## Assigned task
Below are some records; output all of them exactly as they read.

## Input records
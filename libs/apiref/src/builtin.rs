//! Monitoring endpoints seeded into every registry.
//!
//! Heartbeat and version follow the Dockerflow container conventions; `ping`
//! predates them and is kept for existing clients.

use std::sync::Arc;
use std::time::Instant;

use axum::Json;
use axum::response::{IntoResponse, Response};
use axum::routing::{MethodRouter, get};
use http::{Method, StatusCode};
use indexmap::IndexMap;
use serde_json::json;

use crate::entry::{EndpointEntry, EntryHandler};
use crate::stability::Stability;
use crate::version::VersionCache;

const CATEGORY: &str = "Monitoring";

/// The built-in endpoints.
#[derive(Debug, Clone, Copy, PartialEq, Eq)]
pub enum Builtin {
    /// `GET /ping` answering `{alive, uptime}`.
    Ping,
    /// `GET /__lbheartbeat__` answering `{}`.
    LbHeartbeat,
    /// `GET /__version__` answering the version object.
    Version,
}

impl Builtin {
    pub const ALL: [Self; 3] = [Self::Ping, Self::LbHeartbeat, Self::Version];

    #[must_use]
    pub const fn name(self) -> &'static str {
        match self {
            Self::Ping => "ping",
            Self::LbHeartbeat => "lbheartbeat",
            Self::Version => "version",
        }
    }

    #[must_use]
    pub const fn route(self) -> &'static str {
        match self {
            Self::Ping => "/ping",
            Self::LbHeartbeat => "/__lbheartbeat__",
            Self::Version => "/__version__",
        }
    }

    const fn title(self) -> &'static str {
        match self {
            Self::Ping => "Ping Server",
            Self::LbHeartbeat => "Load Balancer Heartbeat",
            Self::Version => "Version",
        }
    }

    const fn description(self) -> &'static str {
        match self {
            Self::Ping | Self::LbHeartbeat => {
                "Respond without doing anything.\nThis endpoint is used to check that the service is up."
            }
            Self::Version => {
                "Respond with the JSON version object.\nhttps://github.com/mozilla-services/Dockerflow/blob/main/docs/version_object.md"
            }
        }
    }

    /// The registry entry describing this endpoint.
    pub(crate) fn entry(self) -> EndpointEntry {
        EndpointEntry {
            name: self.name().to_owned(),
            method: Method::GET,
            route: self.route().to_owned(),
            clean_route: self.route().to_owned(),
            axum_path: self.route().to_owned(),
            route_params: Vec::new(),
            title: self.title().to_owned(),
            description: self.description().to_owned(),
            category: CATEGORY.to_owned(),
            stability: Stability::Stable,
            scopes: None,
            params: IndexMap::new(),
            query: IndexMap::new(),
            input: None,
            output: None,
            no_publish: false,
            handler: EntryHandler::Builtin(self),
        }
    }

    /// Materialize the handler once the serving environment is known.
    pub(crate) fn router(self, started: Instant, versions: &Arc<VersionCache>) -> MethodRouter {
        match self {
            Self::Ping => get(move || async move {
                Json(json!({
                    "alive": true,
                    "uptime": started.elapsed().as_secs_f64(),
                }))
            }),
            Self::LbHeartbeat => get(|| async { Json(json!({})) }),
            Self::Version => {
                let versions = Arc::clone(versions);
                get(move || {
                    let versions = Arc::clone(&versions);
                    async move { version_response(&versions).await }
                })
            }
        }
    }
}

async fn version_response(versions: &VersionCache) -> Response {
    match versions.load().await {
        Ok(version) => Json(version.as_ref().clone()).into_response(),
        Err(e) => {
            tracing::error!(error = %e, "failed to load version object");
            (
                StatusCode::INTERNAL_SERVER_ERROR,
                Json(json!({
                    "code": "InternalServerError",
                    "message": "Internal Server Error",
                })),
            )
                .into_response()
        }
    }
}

## Answer for this exercise
filename libs/apiref/src/builtin.rs
//! Monitoring endpoints seeded into every registry.
//!
//! Heartbeat and version follow the Dockerflow container conventions; `ping`
//! predates them and is kept for existing clients.

use std::sync::Arc;
use std::time::Instant;

use axum::Json;
use axum::response::{IntoResponse, Response};
use axum::routing::{MethodRouter, get};
use http::{Method, StatusCode};
use indexmap::IndexMap;
use serde_json::json;

use crate::entry::{EndpointEntry, EntryHandler};
use crate::stability::Stability;
use crate::version::VersionCache;

const CATEGORY: &str = "Monitoring";

/// The built-in endpoints.
#[derive(Debug, Clone, Copy, PartialEq, Eq)]
pub enum Builtin {
    /// `GET /ping` answering `{alive, uptime}`.
    Ping,
    /// `GET /__lbheartbeat__` answering `{}`.
    LbHeartbeat,
    /// `GET /__version__` answering the version object.
    Version,
}

impl Builtin {
    pub const ALL: [Self; 3] = [Self::Ping, Self::LbHeartbeat, Self::Version];

    #[must_use]
    pub const fn name(self) -> &'static str {
        match self {
            Self::Ping => "ping",
            Self::LbHeartbeat => "lbheartbeat",
            Self::Version => "version",
        }
    }

    #[must_use]
    pub const fn route(self) -> &'static str {
        match self {
            Self::Ping => "/ping",
            Self::LbHeartbeat => "/__lbheartbeat__",
            Self::Version => "/__version__",
        }
    }

    const fn title(self) -> &'static str {
        match self {
            Self::Ping => "Ping Server",
            Self::LbHeartbeat => "Load Balancer Heartbeat",
            Self::Version => "Version",
        }
    }

    const fn description(self) -> &'static str {
        match self {
            Self::Ping | Self::LbHeartbeat => {
                "Respond without doing anything.\nThis endpoint is used to check that the service is up."
            }
            Self::Version => {
                "Respond with the JSON version object.\nhttps://github.com/mozilla-services/Dockerflow/blob/main/docs/version_object.md"
            }
        }
    }

    /// The registry entry describing this endpoint.
    pub(crate) fn entry(self) -> EndpointEntry {
        EndpointEntry {
            name: self.name().to_owned(),
            method: Method::GET,
            route: self.route().to_owned(),
            clean_route: self.route().to_owned(),
            axum_path: self.route().to_owned(),
            route_params: Vec::new(),
            title: self.title().to_owned(),
            description: self.description().to_owned(),
            category: CATEGORY.to_owned(),
            stability: Stability::Stable,
            scopes: None,
            params: IndexMap::new(),
            query: IndexMap::new(),
            input: None,
            output: None,
            no_publish: false,
            handler: EntryHandler::Builtin(self),
        }
    }

    /// Materialize the handler once the serving environment is known.
    pub(crate) fn router(self, started: Instant, versions: &Arc<VersionCache>) -> MethodRouter {
        match self {
            Self::Ping => get(move || async move {
                Json(json!({
                    "alive": true,
                    "uptime": started.elapsed().as_secs_f64(),
                }))
            }),
            Self::LbHeartbeat => get(|| async { Json(json!({})) }),
            Self::Version => {
                let versions = Arc::clone(versions);
                get(move || {
                    let versions = Arc::clone(&versions);
                    async move { version_response(&versions).await }
                })
            }
        }
    }
}

async fn version_response(versions: &VersionCache) -> Response {
    match versions.load().await {
        Ok(version) => Json(version.as_ref().clone()).into_response(),
        Err(e) => {
            tracing::error!(error = %e, "failed to load version object");
            (
                StatusCode::INTERNAL_SERVER_ERROR,
                Json(json!({
                    "code": "InternalServerError",
                    "message": "Internal Server Error",
                })),
            )
                .into_response()
        }
    }
}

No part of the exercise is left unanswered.